The file in WES_summary have test files.
SNP2HLA_workflow.py use SNP2HLA to do the imputation of HLA alleles from genotyping data.
usage: SNP2HLA_workflow.py [-h] -f VCF -o OUT -p PREFIX [-x THREADS]
[-w WINDOWSIZE] -v {38,19,18} -r REFERENCE_PANEL
optional arguments:
-h, --help show this help message and exit
-f VCF, --vcf VCF vcf file input bgzip and tabix
-o OUT, --out OUT output dir
-p PREFIX, --prefix PREFIX
output prefix
-x THREADS, --threads THREADS
threads
-w WINDOWSIZE, --windowsize WINDOWSIZE
SNP2HLA window_size
-v {38,19,18}, --version {38,19,18}
SNP versions
-r REFERENCE_PANEL, --reference_panel REFERENCE_PANEL
reference_panel
dosage_result_to_hla_type.py was used to sort out the HLA alleles from the dosage result.

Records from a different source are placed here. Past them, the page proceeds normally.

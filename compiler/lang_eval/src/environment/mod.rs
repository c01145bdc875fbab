//! Lexical environments.
//!
//! An [`Environment`] is a handle to one scope in a chain of scopes. Cloning
//! the handle shares the scope, which is how closures capture their defining
//! environment by reference. Lookups walk outward through the chain; writes
//! always land in the innermost scope, so a name bound in an inner scope
//! shadows the outer binding instead of replacing it.
//!
//! A closure stored in the scope it captured forms a reference cycle that is
//! never reclaimed. Interpreter sessions are short-lived, so this is accepted.

use std::cell::RefCell;
use std::fmt;
use std::rc::Rc;

use lang_ir::Name;
use rustc_hash::FxHashMap;

use crate::Value;

/// Single-threaded shared scope storage.
#[repr(transparent)]
pub struct LocalScope<T>(Rc<RefCell<T>>);

impl<T> LocalScope<T> {
    #[inline]
    pub fn new(value: T) -> Self {
        LocalScope(Rc::new(RefCell::new(value)))
    }

    #[inline]
    pub fn borrow(&self) -> std::cell::Ref<'_, T> {
        self.0.borrow()
    }

    #[inline]
    pub fn borrow_mut(&self) -> std::cell::RefMut<'_, T> {
        self.0.borrow_mut()
    }

    #[inline]
    pub fn ptr_eq(&self, other: &Self) -> bool {
        Rc::ptr_eq(&self.0, &other.0)
    }
}

impl<T> Clone for LocalScope<T> {
    #[inline]
    fn clone(&self) -> Self {
        LocalScope(Rc::clone(&self.0))
    }
}

/// Bindings of one scope plus the link to its enclosing scope.
#[derive(Default)]
struct Scope {
    bindings: FxHashMap<Name, Value>,
    parent: Option<LocalScope<Scope>>,
}

/// Handle to a scope chain.
#[derive(Clone)]
pub struct Environment {
    scope: LocalScope<Scope>,
}

impl Environment {
    /// A root environment with no bindings and no parent.
    pub fn new() -> Self {
        Environment {
            scope: LocalScope::new(Scope::default()),
        }
    }

    /// A fresh empty scope whose parent is `self`.
    pub fn child(&self) -> Self {
        Environment {
            scope: LocalScope::new(Scope {
                bindings: FxHashMap::default(),
                parent: Some(self.scope.clone()),
            }),
        }
    }

    /// Value bound to `name` in the nearest scope that has it.
    pub fn get(&self, name: &str) -> Option<Value> {
        let mut current = self.scope.clone();
        loop {
            let parent = {
                let scope = current.borrow();
                if let Some(value) = scope.bindings.get(name) {
                    return Some(value.clone());
                }
                scope.parent.clone()
            };
            current = parent?;
        }
    }

    /// Bind `name` in the innermost scope, replacing any binding it already
    /// has there. Outer scopes are never touched.
    pub fn set(&self, name: impl Into<Name>, value: Value) {
        self.scope.borrow_mut().bindings.insert(name.into(), value);
    }

    /// Whether `name` is bound in the innermost scope itself.
    pub fn contains_local(&self, name: &str) -> bool {
        self.scope.borrow().bindings.contains_key(name)
    }

    /// Names bound in the innermost scope, sorted.
    pub fn local_names(&self) -> Vec<Name> {
        let mut names: Vec<Name> = self.scope.borrow().bindings.keys().cloned().collect();
        names.sort();
        names
    }

    /// Enclosing environment, if any.
    pub fn parent(&self) -> Option<Environment> {
        self.scope
            .borrow()
            .parent
            .clone()
            .map(|scope| Environment { scope })
    }

    /// Whether both handles refer to the same scope.
    pub fn ptr_eq(&self, other: &Environment) -> bool {
        self.scope.ptr_eq(&other.scope)
    }
}

impl Default for Environment {
    fn default() -> Self {
        Self::new()
    }
}

impl fmt::Debug for Environment {
    // Only local names: values can hold closures that point back here.
    fn fmt(&self, f: &mut fmt::Formatter<'_>) -> fmt::Result {
        f.debug_struct("Environment")
            .field("locals", &self.local_names())
            .field("has_parent", &self.scope.borrow().parent.is_some())
            .finish()
    }
}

usage: dosage_result_to_hla_type.py [-h] -d DOSAGE -o OUT -f FAM
optional arguments:
-h, --help show this help message and exit
-d DOSAGE, --dosage DOSAGE
dosage results
-o OUT, --out OUT output dir
-f FAM, --fam FAM fam file
For more information ,you can visit: HLA Imputation Instructions
After install PyHLA,The following parameters were used to analyze the association between different controls:
PyHLA.py
-i INPUT, --input INPUT
-o OUT, --out OUT
-d {2,4,6}, --digit {2,4,6},default 4
-a, --assoc association analysis
-m {allelic,dom,rec,additive}, --model {allelic,dom,rec,additive} genetic model, default allelic
-t {fisher,chisq,logistic,linear}, statistical test method,default fisher
-f FREQ, --freq FREQ minimal frequency, default 0
-j {FDR,FDR_BY,Bonferroni,Holm}, --adjust ,p value correction, default FDR
--digit 4 [Default]
--test fisher [Default]
--model allelic [Default]
--freq 0 [Default]
--adjust FDR [Default]
--out output.txt [Default]
For more information ,you can visit: HLA Association Instructions
SNP2HLA: Xiaoming Jia*, Buhm Han*, Suna Onengut-Gumuscu, Wei-Min Chen, Patrick J. Concannon, Stephen S. Rich, Soumya Raychaudhuri, Paul I.W. de Bakker. "Imputing Amino Acid Polymorphisms in Human Leukocyte Antigenes." PLoS One. 8(6):e64683. 2013.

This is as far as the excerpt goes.